La vision de Severus fut remplie par des yeux gris et froids, plein de dédains et de dégoûts. Une voix moqueuse et dure attaqua ses oreilles. D'une secousse de la tête, il bannit le souvenir. « C'est plus que ça. » Répondit Drago doucement. Une part de lui était surprise par la sincérité avec laquelle il parlait à l'autre sorcier, une autre était surprise qu'il lui ait fallut si longtemps. Nous sommes plus semblables que je n'aime le voir, pensa-t-il. Peut-être que cela aurait pu nous rapprocher et peut-être aurions-nous pu forger une solide amitié, au lieu de cette animosité. Peut-être aurais-je pu contrer l'influence de votre père. S'il n'y avait pas eu ce jeu auquel j'étais obligé de jouer, peut-être que les choses auraient tourné différemment pour vous.
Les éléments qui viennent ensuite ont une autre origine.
use std::sync::{Arc, Mutex};

use super::BioOps;
use crate::error::{Error, Result};
use crate::registry::{self, guarded, Token};

/// Outcome reported by an application transport callback.
#[derive(Debug, Clone, Copy, PartialEq, Eq)]
pub enum CallbackIo {
    Ready(usize),
    WouldBlock,
    Eof,
}

/// Application-provided transport.
pub trait BioCallbacks: Send {
    fn read(&mut self, buf: &mut [u8]) -> std::io::Result<CallbackIo>;
    fn write(&mut self, buf: &[u8]) -> std::io::Result<CallbackIo>;
    fn flush(&mut self) -> std::io::Result<()> {
        Ok(())
    }
    fn close(&mut self) {}
}

type ReadFn = Box<dyn FnMut(&mut [u8]) -> std::io::Result<CallbackIo> + Send>;
type WriteFn = Box<dyn FnMut(&[u8]) -> std::io::Result<CallbackIo> + Send>;
type FlushFn = Box<dyn FnMut() -> std::io::Result<()> + Send>;

struct FnCallbacks {
    read: ReadFn,
    write: WriteFn,
    flush: FlushFn,
}

impl BioCallbacks for FnCallbacks {
    fn read(&mut self, buf: &mut [u8]) -> std::io::Result<CallbackIo> {
        (self.read)(buf)
    }

    fn write(&mut self, buf: &[u8]) -> std::io::Result<CallbackIo> {
        (self.write)(buf)
    }

    fn flush(&mut self) -> std::io::Result<()> {
        (self.flush)()
    }
}

struct TextSink {
    text: Arc<Mutex<String>>,
}

impl BioCallbacks for TextSink {
    fn read(&mut self, _buf: &mut [u8]) -> std::io::Result<CallbackIo> {
        Ok(CallbackIo::Eof)
    }

    fn write(&mut self, buf: &[u8]) -> std::io::Result<CallbackIo> {
        let mut text = self
            .text
            .lock()
            .map_err(|_| std::io::Error::other("text sink lock poisoned"))?;
        text.push_str(&String::from_utf8_lossy(buf));
        Ok(CallbackIo::Ready(buf.len()))
    }
}

/// Transport whose read, write and flush are application callbacks.
///
/// The callbacks live in the process-wide registry under this bio's token and
/// are unregistered when the bio is closed or dropped. A panic inside a
/// callback faults the bio: the panic is reported once as
/// [`Error::CallbackPanic`] and every later call repeats it.
pub struct CallbackBio {
    token: Option<Token>,
    fault: Option<Error>,
}

impl CallbackBio {
    pub fn new(callbacks: impl BioCallbacks + 'static) -> Self {
        let boxed: Box<dyn BioCallbacks> = Box::new(callbacks);
        let token = registry::bio_callbacks().register(Arc::new(Mutex::new(boxed)));
        tracing::trace!("registered bio callbacks {}", token);
        Self {
            token: Some(token),
            fault: None,
        }
    }

    pub fn from_fns(
        read: impl FnMut(&mut [u8]) -> std::io::Result<CallbackIo> + Send + 'static,
        write: impl FnMut(&[u8]) -> std::io::Result<CallbackIo> + Send + 'static,
        flush: impl FnMut() -> std::io::Result<()> + Send + 'static,
    ) -> Self {
        Self::new(FnCallbacks {
            read: Box::new(read),
            write: Box::new(write),
            flush: Box::new(flush),
        })
    }

    /// Write-only sink that appends everything written to `text`.
    pub fn text_sink(text: Arc<Mutex<String>>) -> Self {
        Self::new(TextSink { text })
    }

    pub fn token(&self) -> Option<Token> {
        self.token
    }

    fn invoke<R>(
        &mut self,
        what: &str,
        op: impl FnOnce(&mut dyn BioCallbacks) -> std::io::Result<R>,
    ) -> Result<R> {
        if let Some(fault) = &self.fault {
            return Err(fault.clone());
        }
        let token = self.token.ok_or_else(|| Error::state("callback bio is closed"))?;
        let slot = registry::bio_callbacks()
            .resolve(token)
            .ok_or(Error::InvalidHandle("bio callback"))?;
        let outcome = guarded(what, || {
            let mut callbacks = match slot.lock() {
                Ok(guard) => guard,
                Err(poisoned) => poisoned.into_inner(),
            };
            op(&mut **callbacks)
        });
        match outcome {
            Ok(result) => Ok(result?),
            Err(panic) => {
                self.fault = Some(panic.clone());
                Err(panic)
            }
        }
    }
}

fn into_count(io: CallbackIo) -> Result<usize> {
    match io {
        CallbackIo::Ready(n) => Ok(n),
        CallbackIo::WouldBlock => Err(Error::WouldBlock),
        CallbackIo::Eof => Ok(0),
    }
}

impl BioOps for CallbackBio {
    fn read(&mut self, buf: &mut [u8]) -> Result<usize> {
        let len = buf.len();
        let n = into_count(self.invoke("bio read", |callbacks| callbacks.read(buf))?)?;
        if n > len {
            return Err(Error::InvalidArgument(format!(
                "read callback reported {n} bytes for a {len} byte buffer"
            )));
        }
        Ok(n)
    }

    fn write(&mut self, buf: &[u8]) -> Result<usize> {
        into_count(self.invoke("bio write", |callbacks| callbacks.write(buf))?)
    }

    fn flush(&mut self) -> Result<()> {
        self.invoke("bio flush", |callbacks| callbacks.flush())
    }

    fn close(&mut self) -> Result<()> {
        if let Some(token) = self.token.take() {
            if let Some(slot) = registry::bio_callbacks().resolve(token) {
                let _ = guarded("bio close", || {
                    if let Ok(mut callbacks) = slot.lock() {
                        callbacks.close();
                    }
                });
            }
            registry::bio_callbacks().unregister(token);
        }
        Ok(())
    }
}

impl Drop for CallbackBio {
    fn drop(&mut self) {
        if let Some(token) = self.token.take() {
            registry::bio_callbacks().unregister(token);
        }
    }
}

#[cfg(test)]
mod tests {
    use std::collections::VecDeque;

    use super::*;

    #[test]
    fn closures_drive_reads_and_writes() {
        let written = Arc::new(Mutex::new(Vec::new()));
        let sink = Arc::clone(&written);
        let mut source: VecDeque<u8> = b"xy".iter().copied().collect();
        let mut bio = CallbackBio::from_fns(
            move |buf| match source.pop_front() {
                Some(byte) => {
                    buf[0] = byte;
                    Ok(CallbackIo::Ready(1))
                }
                None => Ok(CallbackIo::WouldBlock),
            },
            move |buf| {
                sink.lock().unwrap().extend_from_slice(buf);
                Ok(CallbackIo::Ready(buf.len()))
            },
            || Ok(()),
        );

        let mut buf = [0u8; 4];
        assert_eq!(bio.read(&mut buf).unwrap(), 1);
        assert_eq!(bio.read(&mut buf).unwrap(), 1);
        assert!(matches!(bio.read(&mut buf), Err(Error::WouldBlock)));
        assert_eq!(bio.write(b"out").unwrap(), 3);
        assert_eq!(written.lock().unwrap().as_slice(), b"out");
    }

    #[test]
    fn panicking_callback_faults_the_bio() {
        let mut bio = CallbackBio::from_fns(
            |_| panic!("transport exploded"),
            |buf| Ok(CallbackIo::Ready(buf.len())),
            || Ok(()),
        );
        let mut buf = [0u8; 1];
        assert!(matches!(bio.read(&mut buf), Err(Error::CallbackPanic(_))));
        assert!(matches!(bio.write(b"x"), Err(Error::CallbackPanic(_))));
    }

    #[test]
    fn close_unregisters_callbacks() {
        let mut bio = CallbackBio::text_sink(Arc::new(Mutex::new(String::new())));
        let token = bio.token().unwrap();
        assert!(registry::bio_callbacks().resolve(token).is_some());
        bio.close().unwrap();
        bio.close().unwrap();
        assert!(registry::bio_callbacks().resolve(token).is_none());
        assert!(bio.write(b"late").is_err());
    }

    #[test]
    fn text_sink_collects_output() {
        let text = Arc::new(Mutex::new(String::new()));
        let mut bio = CallbackBio::text_sink(Arc::clone(&text));
        bio.write(b"state: ").unwrap();
        bio.write(b"connected\n").unwrap();
        assert_eq!(text.lock().unwrap().as_str(), "state: connected\n");
        let mut buf = [0u8; 4];
        assert_eq!(bio.read(&mut buf).unwrap(), 0);
    }
}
« Je ne veux pas qu'il devienne comme moi. Je ne veux pas qu'il devienne aigri et froid, rempli de colère et de déception. Quand j'ai vu qu'il commençait à devenir ainsi, j'ai su que je devais faire quelque chose pour renverser le processus. » Expliqua Severus. « Le repousser était la seule chose que je pouvais faire qui aurait un effet. Il n'est pas renommé pour entendre raison. »
Drago sembla perplexe. « Qu'est-ce qui vous a donné l'impression qu'il était en train de changer ? »
« J'ai entendu une conversation. » Confessa Severus en haussant les épaules. « Alors que j'étais dans un couloir. »
Des yeux gris se plissèrent, « Quelle conversation ? »
« Entre lui et ses amis. »
« Granger et Weasley ? » Demanda Drago avec incrédulité, « Est-ce cela que vous voulez dire ? Que s'est-il passé ? Qu'ont-ils dit ? »
« Qu'il était en train de devenir comme moi. » Répondit Severus sans émotion, « Qu'il aurait besoin de passer plus de temps avec des jeunes de son âge. Qu'il aurait besoin de sortir et de rencontrer des gens pour qu'il puisse se construire une vie et être heureux. »
« Il a déjà 'rencontré' des gens. » Marmonna Drago avec colère, « Qui a dit ça ? Qu'a-t-il répondu ? »
« Weasley l'a dit et je suis parti avant d'entendre sa réponse. »
« Oh pour l'… » Bredouilla Drago. Il changea de position et fit un geste de la main, « C'est à cause de tout cela ? C'est Ron Weasley ? Le petit bâtard vous déteste. A quoi vous attendiez-vous de sa part quand il a découvert que vous et Potter ne vous détestiez plus ? Granger a-t-elle dit quelque chose ? Je déteste l'admettre mais elle est la seule qui ait un peu de raison dans ce groupe. De la part de Weasley ce petit baratin n'est qu'un amassis de conneries. Ca aurait été autre chose si ça avait été Granger, mais ce n'était pas elle… »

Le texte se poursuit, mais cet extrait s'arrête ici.